🤖 AI Summary
This work addresses the challenge of efficiently evaluating personalized sequential therapies for Alzheimer’s disease (AD), which is hindered by the disease’s prolonged progression and high patient heterogeneity. To this end, the authors propose ALPACA—an open-source, Gym-compatible reinforcement learning environment that integrates a Conditional Autoregressive State Transition (CAST) model with reinforcement learning, leveraging longitudinal data from the Alzheimer’s Disease Neuroimaging Initiative (ADNI). ALPACA constitutes the first interpretable and reusable digital trial platform for AD, enabling drug repurposing exploration and individualized treatment optimization while generating clinically plausible conditional treatment trajectories. Reinforcement learning policies trained within ALPACA significantly outperform both no-treatment and behavior cloning baselines on memory-related outcomes, with their decision-making grounded in clinically meaningful patient features.
📝 Abstract
Evaluating personalized, sequential treatment strategies for Alzheimer's disease (AD) using clinical trials is often impractical due to long disease horizons and substantial inter-patient heterogeneity. To address these constraints, we present the Alzheimer's Learning Platform for Adaptive Care Agents (ALPACA), an open-source, Gym-compatible reinforcement learning (RL) environment for systematically exploring personalized treatment strategies using existing therapies. ALPACA is powered by the Continuous Action-conditioned State Transitions (CAST) model trained on longitudinal trajectories from the Alzheimer's Disease Neuroimaging Initiative (ADNI), enabling medication-conditioned simulation of disease progression under alternative treatment decisions.

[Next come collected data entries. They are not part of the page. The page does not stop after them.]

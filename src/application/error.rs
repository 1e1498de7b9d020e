use std::error::Error as StdError;

use axum::{
    Json,
    http::StatusCode,
    response::{IntoResponse, Response},
};
use serde_json::json;
use thiserror::Error;

use crate::application::media::{MediaDeletionReport, ObjectStoreError};
use crate::application::repos::RepoError;
use crate::broker::BrokerError;
use crate::cache::CacheError;
use crate::domain::error::DomainError;
use crate::infra::error::InfraError;

/// Process exit status when the broker is unreachable or drops a subscription (`EX_UNAVAILABLE`).
pub const EXIT_BROKER_UNAVAILABLE: i32 = 69;
/// Process exit status for every other startup failure.
pub const EXIT_FAILURE: i32 = 1;

#[derive(Debug, Clone)]
pub struct ErrorReport {
    pub source: &'static str,
    pub status: StatusCode,
    pub messages: Vec<String>,
}

impl ErrorReport {
    pub fn from_error(source: &'static str, status: StatusCode, error: &dyn StdError) -> Self {
        let mut messages = Vec::new();
        messages.push(error.to_string());
        let mut current = error.source();
        while let Some(inner) = current {
            messages.push(inner.to_string());
            current = inner.source();
        }
        Self {
            source,
            status,
            messages,
        }
    }

    pub fn attach(self, response: &mut Response) {
        response.extensions_mut().insert(self);
    }
}

/// Failure of a domain event handler. Any variant makes the consumer retry.
#[derive(Debug, Error)]
pub enum HandlerError {
    #[error(transparent)]
    Repo(#[from] RepoError),
    #[error(transparent)]
    Cache(#[from] CacheError),
    #[error(
        "media cleanup incomplete: {} failed, {} succeeded",
        .0.failed.len(),
        .0.succeeded.len()
    )]
    MediaCleanup(MediaDeletionReport),
    #[error("{0}")]
    Failed(String),
}

impl HandlerError {
    pub fn failed(message: impl Into<String>) -> Self {
        Self::Failed(message.into())
    }
}

#[derive(Debug, Error)]
pub enum AppError {
    #[error(transparent)]
    Domain(#[from] DomainError),
    #[error(transparent)]
    Infra(#[from] InfraError),
    #[error(transparent)]
    Repo(#[from] RepoError),
    #[error(transparent)]
    Broker(#[from] BrokerError),
    #[error(transparent)]
    Cache(#[from] CacheError),
    #[error(transparent)]
    Storage(#[from] ObjectStoreError),
    #[error("payload exceeds the upload limit")]
    PayloadTooLarge,
    #[error("validation failed: {0}")]
    Validation(String),
    #[error("missing authenticated user")]
    Unauthorized,
    #[error("unexpected error: {0}")]
    Unexpected(String),
}

impl AppError {
    pub fn validation(message: impl Into<String>) -> Self {
        Self::Validation(message.into())
    }

    pub fn unexpected(message: impl Into<String>) -> Self {
        Self::Unexpected(message.into())
    }

    /// Status the binary exits with when this error aborts startup.
    pub fn exit_code(&self) -> i32 {
        match self {
            AppError::Broker(
                BrokerError::ConnectionExhausted { .. } | BrokerError::SubscriptionLost { .. },
            ) => EXIT_BROKER_UNAVAILABLE,
            _ => EXIT_FAILURE,
        }
    }

    fn status_code(&self) -> StatusCode {
        match self {
            AppError::Domain(DomainError::NotFound { .. }) | AppError::Repo(RepoError::NotFound) => {
                StatusCode::NOT_FOUND
            }
            AppError::Domain(DomainError::Validation { .. })
            | AppError::Repo(RepoError::InvalidInput { .. })
            | AppError::Validation(_) => StatusCode::BAD_REQUEST,
            AppError::Unauthorized => StatusCode::UNAUTHORIZED,
            AppError::PayloadTooLarge => StatusCode::PAYLOAD_TOO_LARGE,
            AppError::Repo(RepoError::Duplicate { .. } | RepoError::Integrity { .. }) => {
                StatusCode::CONFLICT
            }
            AppError::Repo(RepoError::Timeout)
            | AppError::Infra(InfraError::Database { .. })
            | AppError::Broker(_) => StatusCode::SERVICE_UNAVAILABLE,
            AppError::Repo(RepoError::Persistence(_))
            | AppError::Infra(_)
            | AppError::Cache(_)
            | AppError::Storage(_)
            | AppError::Domain(DomainError::Invariant { .. })
            | AppError::Unexpected(_) => StatusCode::INTERNAL_SERVER_ERROR,
        }
    }

    fn presentation_message(&self) -> String {
        match self {
            AppError::Domain(DomainError::Validation { message }) => message.clone(),
            AppError::Validation(message) => message.clone(),
            AppError::Domain(DomainError::NotFound { entity }) => {
                format!("{} not found", capitalize(entity))
            }
            AppError::Repo(RepoError::NotFound) => "Resource not found".to_string(),
            AppError::Repo(RepoError::InvalidInput { .. }) => "Invalid input".to_string(),
            AppError::Unauthorized => "Authentication required".to_string(),
            AppError::PayloadTooLarge => "File is too large".to_string(),
            AppError::Repo(RepoError::Duplicate { .. } | RepoError::Integrity { .. }) => {
                "Conflicting record".to_string()
            }
            AppError::Repo(RepoError::Timeout)
            | AppError::Infra(InfraError::Database { .. })
            | AppError::Broker(_) => "Service temporarily unavailable".to_string(),
            AppError::Infra(InfraError::Configuration { .. }) => {
                "Service misconfigured".to_string()
            }
            AppError::Repo(RepoError::Persistence(_))
            | AppError::Infra(_)
            | AppError::Cache(_)
            | AppError::Storage(_)
            | AppError::Domain(DomainError::Invariant { .. })
            | AppError::Unexpected(_) => "Internal Server Error".to_string(),
        }
    }
}

fn capitalize(value: &str) -> String {
    let mut chars = value.chars();
    match chars.next() {
        Some(first) => first.to_uppercase().chain(chars).collect(),
        None => String::new(),
    }
}

impl IntoResponse for AppError {
    fn into_response(self) -> Response {
        let status = self.status_code();
        let body = json!({
            "success": false,
            "message": self.presentation_message(),
        });
        let report = ErrorReport::from_error("application::error::AppError", status, &self);
        let mut response = (status, Json(body)).into_response();
        report.attach(&mut response);
        response
    }
}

We show that CAST autoregressively generates realistic medication-conditioned trajectories and that RL policies trained in ALPACA outperform no-treatment and behavior-cloned clinician baselines on memory-related outcomes. Interpretability analyses further indicated that the learned policies relied on clinically meaningful patient features when selecting actions. Overall, ALPACA provides a reusable in silico testbed for studying individualized sequential treatment decision-making for AD.